A dynamical Amrein-Berthier uncertainty principle
Piero D'Ancona, Diego Fiorletta
TL;DR
The paper develops a dynamical Amrein–Berthier type uncertainty principle for Schrödinger evolutions generated by $H=( i\partial + A(x) )^{2}+V(x)$ with subquadratic $V$ and sublinear $A$, including time-dependent coefficients and magnetic effects. The core method is to prove compactness of localized propagators and to use a contraction argument on $S=\mathbf{1}_{E}e^{iTH}\mathbf{1}_{F}e^{-iTH}$, together with finite propagation speed and unique continuation, to derive the AB inequality $\ orm{u(t)}_{L^{2}} \lesssim_{E,F,T,A,V} \\norm{u(0)}_{L^{2}(E^{c})} + \\norm{u(T)}_{L^{2}(F^{c})}$. The paper then extends these results to singular potentials, time-dependent symmetric cases, and metaplectic operators, and connects them to observability and exact controllability in control theory.
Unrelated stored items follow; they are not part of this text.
//! The render surface: drives a [`Ctx`] from host frames and events.
//!
//! A [`Renderer`] owns one context. The host feeds it animation-frame
//! timestamps through [`Renderer::frame`] and environment changes through an
//! [`ObserverHub`]; the renderer decides whether to tick, and hands a
//! [`SceneView`] to a [`RenderBackend`] for drawing.
//!
//! Ticking pauses while the page is hidden, while the surface is mostly out of
//! view, or (if configured) while the pointer is elsewhere. The frame clock is
//! reset on pause so the first resumed frame reports `dt = 0`.

mod config;
mod observers;

use std::rc::Rc;

use anyhow::Context as _;
use log::debug;
use nabu_engine::camera::Camera;
use nabu_engine::coords::Viewport;
use nabu_engine::paint::Color;
use nabu_engine::scene::{Lighting, Scene};
use nabu_engine::text::{FontId, FontSystem};
use nabu_engine::time::FrameClock;

use crate::ctx::{Controls, Ctx};
use crate::theme::Theme;

pub use config::{FocusBehaviour, RendererConfig, StopWhenNotVisible};
pub use observers::{HostEvent, ObserverHub, ObserverKind, Subscription};

/// Everything a backend needs to draw one frame.
pub struct SceneView<'a> {
    pub scene: &'a Scene,
    pub camera: &'a Camera,
    pub background: Color,
    pub lighting: &'a Lighting,
    pub fonts: &'a FontSystem,
    pub font: Option<FontId>,
    pub controls: &'a Controls,
    pub theme: Theme,
    /// Surface size in logical pixels.
    pub size: Viewport,
    pub pixel_ratio: f32,
}

/// Draws a [`SceneView`].
pub trait RenderBackend {
    fn render(&mut self, view: &SceneView<'_>) -> anyhow::Result<()>;
}

/// The drawable surface as the host sees it.
#[derive(Debug, Clone, PartialEq)]
pub struct SurfaceElement {
    size: Viewport,
    pixel_ratio: f32,
    attached: bool,
}

impl SurfaceElement {
    #[inline]
    pub fn size(&self) -> Viewport {
        self.size
    }

    #[inline]
    pub fn pixel_ratio(&self) -> f32 {
        self.pixel_ratio
    }

    /// Size in device pixels.
    pub fn physical_size(&self) -> (u32, u32) {
        let w = (self.size.width * self.pixel_ratio).round().max(0.0) as u32;
        let h = (self.size.height * self.pixel_ratio).round().max(0.0) as u32;
        (w, h)
    }

    #[inline]
    pub fn is_attached(&self) -> bool {
        self.attached
    }

    pub fn attach(&mut self) {
        self.attached = true;
    }

    pub fn detach(&mut self) {
        self.attached = false;
    }
}

#[derive(Debug, Copy, Clone, Eq, PartialEq)]
pub enum FrameOutcome {
    Rendered,
    /// Skipped: hidden, out of view, or not hovered.
    Paused,
    /// The renderer was disposed; nothing happens any more.
    Disposed,
}

pub struct Renderer {
    ctx: Ctx,
    focus: FocusBehaviour,
    pixel_ratio_override: Option<f32>,
    hub: Rc<ObserverHub>,
    subscriptions: Vec<Subscription>,
    clock: FrameClock,
    element: SurfaceElement,
    page_visible: bool,
    in_view: bool,
    hovered: bool,
    paused: bool,
    frames: u64,
    pending_frame: bool,
    disposed: bool,
}

impl Renderer {
    /// Subscribes to the host's observers, builds a context and runs `setup`
    /// on it once, in retained mode.
    ///
    /// If `setup` fails the partially built renderer is dropped, which
    /// releases every subscription.
    pub fn new(
        config: RendererConfig,
        hub: Rc<ObserverHub>,
        setup: impl FnOnce(&mut Ctx) -> anyhow::Result<()>,
    ) -> anyhow::Result<Self> {
        let focus = config.focus;

        let mut subscriptions = vec![hub.subscribe(ObserverKind::Resize), hub.subscribe(ObserverKind::PageVisibility)];
        if focus.stop_when_not_visible.enabled {
            subscriptions.push(hub.subscribe(ObserverKind::Intersection));
        }
        if focus.only_when_hovered {
            subscriptions.push(hub.subscribe(ObserverKind::Hover));
        }

        let size = config.initial_size;
        let pixel_ratio = config.pixel_ratio.unwrap_or(1.0);
        let mut renderer = Self {
            ctx: Ctx::new(size, config.theme).with_font_source(config.font),
            focus,
            pixel_ratio_override: config.pixel_ratio,
            hub,
            subscriptions,
            clock: FrameClock::new(),
            element: SurfaceElement { size, pixel_ratio, attached: false },
            page_visible: true,
            in_view: true,
            hovered: false,
            paused: false,
            frames: 0,
            pending_frame: true,
            disposed: false,
        };

        setup(&mut renderer.ctx).context("sketch setup failed")?;

        debug!(
            "renderer ready: {} objects, animated={}, {} controls",
            renderer.ctx.scene().len(),
            renderer.ctx.has_updates(),
            renderer.ctx.controls().len(),
        );
        Ok(renderer)
    }

    #[inline]
    pub fn ctx(&self) -> &Ctx {
        &self.ctx
    }

    /// Pointer input and other direct context access from the host.
    #[inline]
    pub fn ctx_mut(&mut self) -> &mut Ctx {
        &mut self.ctx
    }

    #[inline]
    pub fn element(&self) -> &SurfaceElement {
        &self.element
    }

    #[inline]
    pub fn element_mut(&mut self) -> &mut SurfaceElement {
        &mut self.element
    }

    #[inline]
    pub fn is_disposed(&self) -> bool {
        self.disposed
    }

    /// Applies queued host events. Resizes reach the camera before the next render.
    pub fn pump_events(&mut self) {
        for event in self.hub.drain() {
            match event {
                HostEvent::Resize { width, height, pixel_ratio } => {
                    self.element.size = Viewport::new(width, height);
                    self.element.pixel_ratio = self.pixel_ratio_override.unwrap_or(pixel_ratio);
                    self.ctx.set_camera_bounds(width, height);
                    self.pending_frame = true;
                }
                HostEvent::Intersection { ratio } => {
                    let in_view = ratio >= self.focus.stop_when_not_visible.threshold;
                    self.pending_frame |= in_view && !self.in_view;
                    self.in_view = in_view;
                }
                HostEvent::PageVisibility { visible } => {
                    self.pending_frame |= visible && !self.page_visible;
                    self.page_visible = visible;
                }
                HostEvent::Hover(hovered) => self.hovered = hovered,
            }
        }
        if self.is_paused() && !self.paused {
            debug!("renderer paused");
            self.paused = true;
            self.clock.reset();
        }
    }

    fn is_paused(&self) -> bool {
        !self.page_visible
            || (self.focus.stop_when_not_visible.enabled && !self.in_view)
            || (self.focus.only_when_hovered && !self.hovered)
    }

    /// Whether the host should keep requesting frames continuously.
    ///
    /// Static scenes (no update callbacks) never animate; they render once and
    /// then again only after a resize.
    pub fn needs_animation(&self) -> bool {
        !self.disposed && self.ctx.has_updates() && !self.is_paused()
    }

    /// Whether a single frame is owed (first frame, resize, or becoming visible).
    pub fn needs_frame(&self) -> bool {
        !self.disposed && (self.frames == 0 || self.pending_frame)
    }

    /// Renders the first frame.
    pub fn start(&mut self, timestamp_ms: f64, backend: &mut dyn RenderBackend) -> anyhow::Result<FrameOutcome> {
        if !self.ctx.has_updates() {
            debug!("static scene; rendering on demand only");
        }
        self.frame(timestamp_ms, backend)
    }

    /// Runs one animation frame at host time `timestamp_ms`.
    ///
    /// The first frame always runs. A failing update callback skips the
    /// render and its error is returned; the next frame tries again.
    pub fn frame(&mut self, timestamp_ms: f64, backend: &mut dyn RenderBackend) -> anyhow::Result<FrameOutcome> {
        if self.disposed {
            return Ok(FrameOutcome::Disposed);
        }
        self.pump_events();

        if self.frames > 0 && self.is_paused() {
            return Ok(FrameOutcome::Paused);
        }
        if self.paused {
            debug!("renderer resumed");
            self.paused = false;
        }

        let time = self.clock.tick(timestamp_ms);
        self.frames += 1;
        self.pending_frame = false;
        self.ctx.tick(time.dt, time.elapsed)?;

        if !self.ctx.controls().is_empty() {
            self.ctx.ensure_font();
        }
        backend.render(&self.view())?;
        Ok(FrameOutcome::Rendered)
    }

    fn view(&self) -> SceneView<'_> {
        SceneView {
            scene: self.ctx.scene(),
            camera: self.ctx.camera(),
            background: self.ctx.clear_color(),
            lighting: self.ctx.lighting(),
            fonts: self.ctx.fonts(),
            font: self.ctx.font(),
            controls: self.ctx.controls(),
            theme: self.ctx.theme(),
            size: self.element.size,
            pixel_ratio: self.element.pixel_ratio,
        }
    }

    /// Releases observers, empties the scene and detaches the surface. Later
    /// frames return [`FrameOutcome::Disposed`]. Idempotent.
    pub fn dispose(&mut self) {
        if self.disposed {
            return;
        }
        self.subscriptions.clear();
        self.ctx.dispose();
        self.element.detach();
        self.disposed = true;
        debug!("renderer disposed after {} frames", self.frames);
    }
}

impl Drop for Renderer {
    fn drop(&mut self) {
        self.dispose();
    }
}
It also develops a metaplectic analogue of the AB principle, clarifying when compactness-based arguments persist under metaplectic transforms and when they fail. Overall, the findings provide a robust framework for understanding mass localization and controllability in dispersive quantum dynamics under broad, physically relevant assumptions.
Abstract
Given a selfadjoint magnetic Schrödinger operator \begin{equation*} H = ( i \partial + A(x) )^2 + V(x) \end{equation*} on $L^{2}(\mathbb{R}^n)$, with $V(x)$ strictly subquadratic and $A(x)$ strictly sublinear, we prove that the flow $u(t)=e^{-itH}u(0)$ satisfies an Amrein--Berthier type inequality \begin{equation*} \|u(t)\|_{L^{2}}\lesssim_{E,F,T,A,V} \|u(0)\|_{L^{2}(E^{c})} + \|u(T)\|_{L^{2}(F^{c})}, \qquad 0\le t\le T \end{equation*} for all compact sets $E,F \subset \mathbb{R}^{n}$. In particular, if both $u(0)$ and $u(T)$ are compactly supported, then $u$ vanishes identically. Under different assumptions on the operator, which allow for time--dependent coefficients, the result extends to sets $E,F$ of finite measure. We also consider a few variants for Schrödinger operators with singular coefficients, metaplectic operators, and we include applications to control theory.